In comparison with the previous study42 using two 1D momentum-state lattice to realize a two-leg ladder, we have used the NNN hopping to increase the connection between synthetic lattice sites, which enables the mapping of a single 1D momentum-state lattice into a two-leg ladder. This technique allows to implement more complex lattice models and enlarges the tool box of implementing synthetic dimensions. Moreover, we study the dependence of chiral atomic current on the inter-leg coupling. Based on our developed method and introducing atomic hyperfine states as an extra synthetic dimension, it is quite promising for exploring high-dimensional topologic physics. In contrast to previous report42 with the untunable interaction, our synthetic lattice that can be flexibly tuned into noninteracting regime has provided a clean platform for investigating various single-article physical models. In the future, it is quite natural to take the advantage of tunable atomic interaction in our system for studying the nonlinear interaction effect on the synthetic gauge field and exploring topological physics in presence of interactions.

Materials and methods

A sample of cold 133Cs atoms is achieved by using 3D Raman sideband cooling, and then is loaded into a magnetically levitated dipole trap, which consists of two orthogonal 1064-nm lasers with the 1/e radii of 300 µm, as shown in Fig. 1. Another crossed dimple trap, consists of two 1064-nm lasers focused to the 1/e radii of 58 µm, is overlapped with the dipole trap. Each dimple trap laser has an angle of 120 with its nearby dipole trap laser. The evaporative cooling is performed by linearly reducing the magnetic field gradient ∂B/∂z from 31.3 G/cm to 15 G/cm for tilting the trap. Then the power of dimple laser Dim1 is ramped from 75 mW to 95 mW. In the further evaporation stage, the power of dimple laser Dim2 is lowered from 75 mW to 0, and the magnetic field gradient is continuously reduced to zero. The power of dipole laser Dip2 is finally kept at 600 mW, and the dipole laser Dip1 is switched off at the end of evaporation. An almost pure BEC is obtained in a quasi-1D optical trap, and the trapping frequencies are (ωxy, ωz) = 2π × (120, 100, 15) Hz, where z is defined along the finally remaining dimple laser Dim1.

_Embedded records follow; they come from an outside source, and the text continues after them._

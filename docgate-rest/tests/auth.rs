use serde_json::json;
use wiremock::{
    Mock, MockServer, ResponseTemplate,
    matchers::{body_json, header, method, path},
};

use docgate_core::{descriptor::parse_descriptor, error::DocumentStoreError};
use docgate_rest::{CredentialResolver, Credentials};

fn credentials(server: &MockServer) -> Credentials {
    Credentials::new(format!("{}/v1/auth", server.uri()), "cassandra", "secret")
}

async fn token_endpoint(server: &MockServer, token: &str, expected_calls: u64) {
    Mock::given(method("POST"))
        .and(path("/v1/auth"))
        .and(header("content-type", "application/json"))
        .and(body_json(json!({ "username": "cassandra", "password": "secret" })))
        .respond_with(ResponseTemplate::new(201).set_body_json(json!({ "authToken": token })))
        .expect(expected_calls)
        .mount(server)
        .await;
}

#[tokio::test]
async fn exchange_returns_the_auth_token() {
    let server = MockServer::start().await;
    token_endpoint(&server, "tok-123", 1).await;

    let token = CredentialResolver::new()
        .exchange(&credentials(&server))
        .await
        .unwrap();

    assert_eq!(token, "tok-123");
}

#[tokio::test]
async fn exchange_failure_uses_the_remote_description() {
    let server = MockServer::start().await;
    Mock::given(method("POST"))
        .and(path("/v1/auth"))
        .respond_with(ResponseTemplate::new(401).set_body_json(json!({
            "description": "Failed to authenticate",
            "code": 401,
        })))
        .mount(&server)
        .await;

    let err = CredentialResolver::new()
        .exchange(&credentials(&server))
        .await
        .unwrap_err();

    assert!(matches!(&err, DocumentStoreError::AuthExchange(_)));
    assert_eq!(err.to_string(), "Failed to authenticate");
}

#[tokio::test]
async fn exchange_failure_without_description_reports_the_status() {
    let server = MockServer::start().await;
    Mock::given(method("POST"))
        .and(path("/v1/auth"))
        .respond_with(ResponseTemplate::new(500))
        .mount(&server)
        .await;

    let err = CredentialResolver::new()
        .exchange(&credentials(&server))
        .await
        .unwrap_err();

    assert_eq!(err.to_string(), "Request failed with status code 500");
}

#[tokio::test]
async fn existing_tokens_are_returned_without_an_exchange() {
    let server = MockServer::start().await;
    token_endpoint(&server, "unused", 0).await;
    let resolver = CredentialResolver::new();

    let token = resolver
        .resolve_token(Some("tok1"), Some(&credentials(&server)))
        .await
        .unwrap();

    assert_eq!(token, "tok1");
}

#[tokio::test]
async fn empty_tokens_fall_back_to_the_exchange() {
    let server = MockServer::start().await;
    token_endpoint(&server, "exchanged", 1).await;

    let token = CredentialResolver::new()
        .resolve_token(Some(""), Some(&credentials(&server)))
        .await
        .unwrap();

    assert_eq!(token, "exchanged");
}

#[tokio::test]
async fn missing_token_and_credentials_is_a_validation_error() {
    let err = CredentialResolver::new()
        .resolve_token(None, None)
        .await
        .unwrap_err();

    assert!(matches!(err, DocumentStoreError::Validation(_)));
}

#[tokio::test]
async fn descriptors_without_a_token_exchange_credentials() {
    let server = MockServer::start().await;
    token_endpoint(&server, "exchanged", 1).await;

    let descriptor = CredentialResolver::new()
        .resolve_descriptor("http://localhost:8082/ks1", Some(&credentials(&server)))
        .await
        .unwrap();

    assert_eq!(descriptor.keyspace(), "ks1");
    assert_eq!(descriptor.application_token(), "exchanged");
}

#[tokio::test]
async fn keyspace_is_checked_before_exchanging() {
    let server = MockServer::start().await;
    token_endpoint(&server, "unused", 0).await;

    let err = CredentialResolver::new()
        .resolve_descriptor("http://localhost:8082/", Some(&credentials(&server)))
        .await
        .unwrap_err();

    assert_eq!(err.to_string(), "Invalid URI: keyspace is required");
}

#[tokio::test]
async fn uri_tokens_take_precedence_over_credentials() {
    let server = MockServer::start().await;
    token_endpoint(&server, "unused", 0).await;

    let descriptor = CredentialResolver::new()
        .resolve_descriptor("http://localhost:8082/ks1?applicationToken=tok1", Some(&credentials(&server)))
        .await
        .unwrap();

    assert_eq!(descriptor.application_token(), "tok1");
}

#[tokio::test]
async fn stargate_uris_round_trip_through_the_parser() {
    let server = MockServer::start().await;
    token_endpoint(&server, "tok-sg", 1).await;

    let uri = CredentialResolver::new()
        .build_stargate_uri(
            "http://localhost:8082",
            &format!("{}/v1/auth", server.uri()),
            "ks1",
            "cassandra",
            "secret",
            Some("debug"),
        )
        .await
        .unwrap();

    let descriptor = parse_descriptor(&uri).unwrap();
    assert_eq!(descriptor.base_url(), "http://localhost:8082");
    assert_eq!(descriptor.base_api_path(), "/v2/namespaces");
    assert_eq!(descriptor.keyspace(), "ks1");
    assert_eq!(descriptor.application_token(), "tok-sg");
    assert_eq!(descriptor.log_level(), Some("debug"));
}
//! Document identifiers and serde conversion helpers.
//!
//! Documents travel through the connection layer as [`bson::Document`]s. The
//! remote store addresses documents by a string id in the request path, so
//! every inserted document carries an `_id` field that is a string.

use bson::{Bson, Document, de::deserialize_from_document, oid::ObjectId, ser::serialize_to_document};
use serde::{Serialize, de::DeserializeOwned};

use crate::error::{DocumentStoreError, DocumentStoreResult};

/// Name of the identifier field.
pub const ID_FIELD: &str = "_id";

/// Makes sure `document` has a usable identifier and returns it.
///
/// - A missing, `null` or empty-string `_id` is replaced by a fresh
///   [`ObjectId`] hex string.
/// - An [`ObjectId`] `_id` is rewritten to its hex string.
/// - String and integer ids are kept.
///
/// # Errors
///
/// Returns [`DocumentStoreError::InvalidDocument`] if `_id` holds any other type.
pub fn ensure_document_id(document: &mut Document) -> DocumentStoreResult<String> {
    let id = match document.get(ID_FIELD) {
        None | Some(Bson::Null) | Some(Bson::Undefined) => ObjectId::new().to_hex(),
        Some(Bson::String(id)) if id.is_empty() => ObjectId::new().to_hex(),
        Some(Bson::String(id)) => return Ok(id.clone()),
        Some(Bson::ObjectId(oid)) => oid.to_hex(),
        Some(Bson::Int32(id)) => return Ok(id.to_string()),
        Some(Bson::Int64(id)) => return Ok(id.to_string()),
        Some(other) => {
            return Err(DocumentStoreError::InvalidDocument(format!(
                "unsupported {} type: {:?}",
                ID_FIELD,
                other.element_type()
            )));
        }
    };

    document.insert(ID_FIELD, id.clone());

    Ok(id)
}

/// Reads the identifier of a stored document, if it has one.
pub fn document_id(document: &Document) -> Option<String> {
    match document.get(ID_FIELD)? {
        Bson::String(id) => Some(id.clone()),
        Bson::ObjectId(oid) => Some(oid.to_hex()),
        Bson::Int32(id) => Some(id.to_string()),
        Bson::Int64(id) => Some(id.to_string()),
        _ => None,
    }
}

/// Extension trait converting serde types to and from BSON documents.
///
/// Implemented for every type that is both `Serialize` and `DeserializeOwned`.
pub trait DocumentExt: Sized {
    /// # Errors
    ///
    /// Returns an error if the value does not serialize to a document.
    fn to_document(&self) -> DocumentStoreResult<Document>;

    /// # Errors
    ///
    /// Returns an error if deserialization fails or the structure is invalid.
    fn from_document(document: Document) -> DocumentStoreResult<Self>;
}

impl<T> DocumentExt for T
where
    T: Serialize + DeserializeOwned,
{
    fn to_document(&self) -> DocumentStoreResult<Document> {
        Ok(serialize_to_document(self)?)
    }

    fn from_document(document: Document) -> DocumentStoreResult<Self> {
        Ok(deserialize_from_document(document)?)
    }
}

#[cfg(test)]
mod tests {
    use super::*;
    use bson::doc;
    use serde::Deserialize;

    #[test]
    fn missing_id_gets_an_object_id_hex() {
        let mut document = doc! { "name": "Cart" };

        let id = ensure_document_id(&mut document).unwrap();

        assert_eq!(id.len(), 24);
        assert!(ObjectId::parse_str(&id).is_ok());
        assert_eq!(document.get_str(ID_FIELD).unwrap(), id);
    }

    #[test]
    fn null_and_empty_ids_are_replaced() {
        for mut document in [doc! { "_id": Bson::Null }, doc! { "_id": "" }] {
            let id = ensure_document_id(&mut document).unwrap();
            assert!(!id.is_empty());
            assert_eq!(document.get_str(ID_FIELD).unwrap(), id);
        }
    }

    #[test]
    fn existing_ids_are_kept() {
        let mut document = doc! { "_id": "cart-1" };
        assert_eq!(ensure_document_id(&mut document).unwrap(), "cart-1");

        let mut document = doc! { "_id": 42_i64 };
        assert_eq!(ensure_document_id(&mut document).unwrap(), "42");
        assert_eq!(document.get_i64(ID_FIELD).unwrap(), 42);
    }

    #[test]
    fn object_ids_are_normalized_to_hex() {
        let oid = ObjectId::new();
        let mut document = doc! { "_id": oid };

        assert_eq!(ensure_document_id(&mut document).unwrap(), oid.to_hex());
        assert_eq!(document.get_str(ID_FIELD).unwrap(), oid.to_hex());
    }

    #[test]
    fn structured_ids_are_rejected() {
        let mut document = doc! { "_id": { "a": 1 } };

        assert!(matches!(
            ensure_document_id(&mut document),
            Err(DocumentStoreError::InvalidDocument(_))
        ));
    }

    #[derive(Debug, PartialEq, Serialize, Deserialize)]
    struct Product {
        #[serde(rename = "_id")]
        id: String,
        name: String,
        price: i32,
    }

    #[test]
    fn serde_types_convert_through_documents() {
        let product = Product { id: "p1".into(), name: "Product 1".into(), price: 10 };

        let document = product.to_document().unwrap();
        assert_eq!(document, doc! { "_id": "p1", "name": "Product 1", "price": 10 });
        assert_eq!(document_id(&document).as_deref(), Some("p1"));

        assert_eq!(Product::from_document(document).unwrap(), product);
    }
}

The remaining dimple laser is reflected to drive a series of Bragg transitions between the discrete momentum states. The retro-reflected laser beam passes through two AOMs, whose diffraction orders are chosen for +1 and −1. The first AOM is driven by a single-frequency rf signal, while the second AOM is driven by the multi-frequency signal. As a result, we can use the two-photon Bragg transition to couple two adjacent states with the resonance Bragg frequency \(\Delta \omega _n = \omega _n^{{\rm{res}}}\). We can also couple the NNN momentum states with ∆n = 2 using a four-photon process by controlling the multi-frequency components. The tunneling amplitudes have been regularly calibrated by using the two-site Rabi oscillations, and the errors are guaranteed to be less than 8% for all measurements. In order to extract the distribution of atoms in the two-leg ladder, all laser fields are extinguished and the atoms are allowed to expand at the zero scattering length near 17 G. The absorption image is taken after 18 ms TOF, the population of atoms in the different momentum states can be detected directly.